The explosions make it onto TV as purported terror activity and most people haven't heard of that part of the world much less ever given a second thought to care about it. The only real reason it gets reported on has something to do with the Justice League and... Danny knows too much.
He's been in training for Clockwork's court (which he's suspicious of- feels like kingly duty bullshit- but Danny is playing along out of curiosity for now) and he's learned a lot about how the living and non-living worlds collide. That means learning about CW's usual suspects- one of which just happened to have a ton of bases around the area Danny was seeing on the news.
It didn't take long for Danny to try to piece together that whoever blew up Nanda Parbat was trying to fuck with the League of Shadows, and was doing it successfully. Less green portals in the world the better, same goes for assassins. But it gets Danny thinking... Maybe he can employ similar tactics on the GIW Bases that keep spawning on the edges of Amity Park. It would at least set them back while he and his friends navigated the help line desk to request Justice League intervention. None of them can leave Amity Park, so outreach is going to have to be creative.
So Danny figures he'll just find the guy. Call up some ghosts who were there, or er, came from there and get a profile and track him down. But the ghosts keep saying it was The Detective. Annoying!
Danny goes full conspiracy theory, gets Tucker and Sam involved, and begrudgingly asks Wes Weston his thoughts.
He hadn't expected Wes to garble out a thirty minute presentation (that had 100 more slides left to go before he cut it off) about how Batman totally trained with a cult and so did his kids. Danny kind of rolled his eyes but... hey, new avenue of searching in the Infinite Realms at least.
The ghosts confirm that Bombs is for sure not Batman's MO- But maybe his second kid would know? The second kid was already brought back to life though, so no way to easily reach him... Danny starts to realize that this might be the work of a Robin now. Wasn't the red one known for solving cold cases? (Sam provides this information- its a social faux pas to not know hero gossip at Gotham Galas- everything she's learned is against her will).

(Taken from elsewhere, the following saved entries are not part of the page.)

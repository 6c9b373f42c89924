//! Entry point for objview.
//! Loads an OBJ model into a display list, falling back to a cube.

use std::path::PathBuf;

use anyhow::Result;
use asset::texture::{MAX_CHECKER_SIZE, TextureData};
use renderer::{HeadlessBackend, ModelSlot, SlotContent};

const DEFAULT_MODEL: &str = "model.obj";

#[derive(Clone, Debug, PartialEq)]
struct ViewerConfig {
    model: PathBuf,
    checker: bool,
    checker_size: u32,
    checker_cell: u32,
}

impl Default for ViewerConfig {
    fn default() -> Self {
        Self {
            model: PathBuf::from(DEFAULT_MODEL),
            checker: true,
            checker_size: 64,
            checker_cell: 8,
        }
    }
}

/// Accept: [PATH] --checker[=on|off] --checker-size=N --checker-cell=N
fn parse_args<I: IntoIterator<Item = String>>(args: I) -> ViewerConfig {
    let mut cfg = ViewerConfig::default();
    for arg in args {
        if arg == "--checker" {
            cfg.checker = true;
        } else if let Some(val) = arg.strip_prefix("--checker=") {
            cfg.checker = matches!(
                val.to_ascii_lowercase().as_str(),
                "1" | "true" | "on" | "yes"
            );
        } else if let Some(val) = arg.strip_prefix("--checker-size=") {
            cfg.checker_size = parse_positive(val, "--checker-size", cfg.checker_size);
            if cfg.checker_size > MAX_CHECKER_SIZE {
                log::warn!(
                    "--checker-size {} exceeds {}, capping.",
                    cfg.checker_size,
                    MAX_CHECKER_SIZE
                );
                cfg.checker_size = MAX_CHECKER_SIZE;
            }
        } else if let Some(val) = arg.strip_prefix("--checker-cell=") {
            cfg.checker_cell = parse_positive(val, "--checker-cell", cfg.checker_cell);
        } else if arg.starts_with("--") {
            log::warn!("Unknown option '{}', ignoring.", arg);
        } else {
            cfg.model = PathBuf::from(arg);
        }
    }
    cfg
}

fn parse_positive(val: &str, flag: &str, fallback: u32) -> u32 {
    match val.parse::<u32>() {
        Ok(n) if n > 0 => n,
        _ => {
            log::warn!("Invalid value '{}' for {}, using {}.", val, flag, fallback);
            fallback
        }
    }
}

fn main() -> Result<()> {
    env_logger::Builder::from_env(env_logger::Env::default().default_filter_or("info")).init();

    let cfg = parse_args(std::env::args().skip(1));
    log::info!("Starting objview. model={}", cfg.model.display());

    let mut slot = ModelSlot::new(HeadlessBackend::new());
    match slot.load(&cfg.model) {
        Ok(summary) => {
            log::info!(
                "Model ready: {} vertices, {} texcoords, {} normals, {} triangles ({} drawn)",
                summary.vertex_count,
                summary.texcoord_count,
                summary.normal_count,
                summary.triangle_count,
                summary.drawn_triangle_count
            );
            if cfg.checker && summary.textured {
                let texture = TextureData::checkerboard(cfg.checker_size, cfg.checker_cell);
                log::info!(
                    "Checkerboard texture {}x{} ({} bytes)",
                    texture.width,
                    texture.height,
                    texture.data.len()
                );
            }
        }
        Err(err) => {
            log::warn!("{}; showing placeholder cube.", err);
            slot.show_placeholder()?;
        }
    }

    if let SlotContent::Placeholder = slot.content() {
        log::info!("Placeholder cube installed.");
    }

    log::info!("Graceful shutdown. Bye!");
    Ok(())
}

#[cfg(test)]
mod tests {
    use super::*;

    fn args(list: &[&str]) -> Vec<String> {
        list.iter().map(|s| s.to_string()).collect()
    }

    #[test]
    fn defaults_without_args() {
        assert_eq!(parse_args(Vec::new()), ViewerConfig::default());
    }

    #[test]
    fn parses_path_and_flags() {
        let cfg = parse_args(args(&[
            "bunny.obj",
            "--checker=off",
            "--checker-size=128",
            "--checker-cell=16",
        ]));
        assert_eq!(cfg.model, PathBuf::from("bunny.obj"));
        assert!(!cfg.checker);
        assert_eq!(cfg.checker_size, 128);
        assert_eq!(cfg.checker_cell, 16);
    }

    #[test]
    fn checker_size_is_capped() {
        let cfg = parse_args(args(&["--checker-size=40000"]));
        assert_eq!(cfg.checker_size, MAX_CHECKER_SIZE);
        let texture = TextureData::checkerboard(cfg.checker_size, cfg.checker_cell);
        assert!(texture.is_valid());
    }

    #[test]
    fn bad_numbers_fall_back() {
        let cfg = parse_args(args(&["--checker-size=0", "--checker-cell=big", "--bogus"]));
        assert_eq!(cfg.checker_size, 64);
        assert_eq!(cfg.checker_cell, 8);
        assert_eq!(cfg.model, PathBuf::from(DEFAULT_MODEL));
    }
}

It all comes to a head when Danny goes about the hard task of opening a portal for the guy to come through at just the right time, explain the infinite realms so he doesn't panic and then describe what the fuck was going on with the GIW. It takes months, just over a full year, of random (educated guesses) portal generating- Finally, Red Robin drops into the land of the dead.
"So, you're the guy I've got to talk to about explosions right?" Danny enthusiastically asks.
Tim thinks he's died and landed in the after life following 56 hours of being awake and plummeting off the side of a building into a Lazarus pool. Nothing makes sense about the kid in front of him.
"Yeah, I got a guy for munitions." Tim answers cooly.
"How do you feel about secretly sanctioned government operations that violate protected rights?"
"Gotta get rid of 'em some how. Need me to point you in the right direction?" This might as well be happening.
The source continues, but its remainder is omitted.